Esa obsesión de los últimos veinte años, por fin, se iba a acabar en ese instante.
—Señor Zúñiga, desde el momento en que firmamos el acuerdo para cortar lazos, ustedes y yo ya no tenemos nada que ver.
—Me da igual si viven o se mueren, si se arrastran o se humillan. No es asunto mío.
Ya le daba flojera perder el tiempo con ellos; no pensaba seguir gastándolo en su gente.
Miró la hora y luego, con calma, alzó la vista hacia Eugenio y los demás.
Hizo un gesto con el dedo.
Sacó una hoja del compartimento lateral de su mochila de lona.
—Los planos.
Andrea, moviéndose con ese aire coqueto que siempre traía, se fue casi corriendo hasta quedar frente a Kiara y recibió el papel con ambas manos.
Lo abrió de inmediato.
Era el diseño de una motocicleta.
En cuanto vio ese plano detalladísimo, con cada pieza y componente perfectamente marcado, a Andrea se le iluminaron los ojos.

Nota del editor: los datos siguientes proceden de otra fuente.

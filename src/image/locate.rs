//! Physical point to cell and point queries.

use super::ImageData;
use crate::cell::Cell;
use crate::error::*;
use crate::util::*;

/// Squared tolerance, in index units, for snapping a continuous index
/// onto the extent boundary.
pub const BOUNDARY_TOLERANCE2: f64 = 1e-12;

/// Containing cell of a continuous index location.
#[derive(Copy, Clone, Debug, PartialEq)]
pub struct StructuredCoordinates {
    /// Absolute min corner of the cell.
    pub ijk: Coord,
    /// Position inside the cell per axis, NaN where the continuous
    /// index is not finite.
    pub pcoords: Point3,
    pub in_bounds: bool,
}

/// Result of a successful `find_cell`.
#[derive(Clone, Debug, PartialEq)]
pub struct CellLocation {
    pub cell_id: usize,
    /// Absolute min corner of the cell.
    pub ijk: Coord,
    /// Parametric coordinates in the cell's own parametrization:
    /// spanned axes first, in increasing order, unused entries zero.
    pub pcoords: Point3,
    /// One weight per cell corner.
    pub weights: Vec<f64>,
}

impl ImageData {
    /// Cell containing `x` and the position inside it.
    ///
    /// `ijk` and `pcoords` are returned even when out of bounds.
    pub fn compute_structured_coordinates(
        &self,
        x: &Point3,
    ) -> StructuredCoordinates {
        let location = self.physical_to_index(x);
        let mut ijk = Coord::zeros();
        let mut pcoords = Point3::zeros();
        let mut in_bounds = true;

        for d in 0..3 {
            let floor = location[d].floor();
            ijk[d] = floor as i32;
            pcoords[d] = location[d] - floor;
            if !location[d].is_finite() {
                in_bounds = false;
                continue;
            }

            let min = self.extent.bounds[(d, 0)];
            let max = self.extent.bounds[(d, 1)];
            let axis_in_bounds = if min == max || ijk[d] < min {
                let dist = location[d] - min as f64;
                if dist * dist <= BOUNDARY_TOLERANCE2 {
                    ijk[d] = min;
                    pcoords[d] = 0.0;
                    true
                } else {
                    false
                }
            } else if ijk[d] >= max {
                let dist = location[d] - max as f64;
                if dist * dist <= BOUNDARY_TOLERANCE2 {
                    ijk[d] = max - 1;
                    pcoords[d] = 1.0;
                    true
                } else {
                    false
                }
            } else {
                true
            };
            in_bounds &= axis_in_bounds;
        }

        StructuredCoordinates {
            ijk,
            pcoords,
            in_bounds,
        }
    }

    /// Cell containing `x`, accepting points outside the grid whose
    /// squared physical distance to it is at most `tol2`.
    pub fn find_cell(&self, x: &Point3, tol2: f64) -> Option<CellLocation> {
        if self.extent.is_empty() {
            return None;
        }
        let StructuredCoordinates {
            mut ijk,
            mut pcoords,
            in_bounds,
        } = self.compute_structured_coordinates(x);
        if pcoords.iter().any(|v| !v.is_finite()) {
            return None;
        }

        if !in_bounds {
            let spacing = self.spacing();
            let mut dist2 = 0.0;
            for d in 0..3 {
                let min = self.extent.bounds[(d, 0)];
                let max = self.extent.bounds[(d, 1)];
                if ijk[d] < min {
                    let dist =
                        (ijk[d] as f64 + pcoords[d] - min as f64) * spacing[d];
                    ijk[d] = min;
                    pcoords[d] = 0.0;
                    dist2 += dist * dist;
                } else if ijk[d] >= max {
                    let dist =
                        (ijk[d] as f64 + pcoords[d] - max as f64) * spacing[d];
                    if max == min {
                        ijk[d] = min;
                        pcoords[d] = 0.0;
                    } else {
                        ijk[d] = max - 1;
                        pcoords[d] = 1.0;
                    }
                    dist2 += dist * dist;
                }
            }
            if dist2 > tol2 {
                return None;
            }
        }

        let mut cell_pcoords = Point3::zeros();
        for (n, &d) in self.description.active_axes().iter().enumerate() {
            cell_pcoords[n] = pcoords[d];
        }
        let weights = self
            .description
            .cell_type()
            .interpolation_weights(&cell_pcoords);
        let cell_id = self.compute_cell_id(&ijk)?;

        Some(CellLocation {
            cell_id,
            ijk,
            pcoords: cell_pcoords,
            weights,
        })
    }

    /// `find_cell`, also returning the filled cell.
    pub fn find_and_get_cell(
        &self,
        x: &Point3,
        tol2: f64,
    ) -> Option<(Cell, CellLocation)> {
        let location = self.find_cell(x, tol2)?;
        let mut cell = Cell::default();
        self.cell_into(location.cell_id, &mut cell).ok()?;
        Some((cell, location))
    }

    /// Id of the grid point nearest to `x`.
    pub fn find_point(&self, x: &Point3) -> Result<usize> {
        let spacing = self.spacing();
        let dims = self.dimensions();
        for axis in Axis::ALL {
            let d = axis.index();
            if spacing[d] == 0.0 && dims[d] > 1 {
                tracing::warn!("Spacing along the {} axis is 0.", axis);
                return Err(GridError::ZeroSpacing(axis));
            }
        }

        let location = self.physical_to_index(x);
        if location.iter().any(|v| !v.is_finite()) {
            return Err(GridError::PointOutside);
        }
        let nearest: Coord = location.map(|v| (v + 0.5).floor() as i32);
        self.compute_point_id(&nearest).ok_or(GridError::PointOutside)
    }
}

De la emoción, hasta le dieron ganas de plantarle un beso al papel.
Pero con ese labial tan llamativo, ni de chiste iba a mancharlo.
Así que, en su lugar, se abalanzó y abrazó a Kiara.
—¡Aaah! Kiara, te adoro. ¡Sabía que eres la que más me consiente!
—Ajá. —Kiara no se movió; dejó que la abrazara.
Aunque sus facciones frías se suavizaron un poco.
Se le dibujó una leve sonrisa en los labios.
—Ya te lo entregué. Me voy.
—Ay… —Andrea hizo un puchero, decepcionada, y la miró con esos ojos coquetos, sin ganas de soltarla—. Bueno… ya sé. No es lo mismo cuando en casa te está esperando tu familia. No te voy a insistir para que te quedes a tomar con nosotros; no vaya a ser que los tuyos piensen que nosotros… vamos a echar a perder a su niña.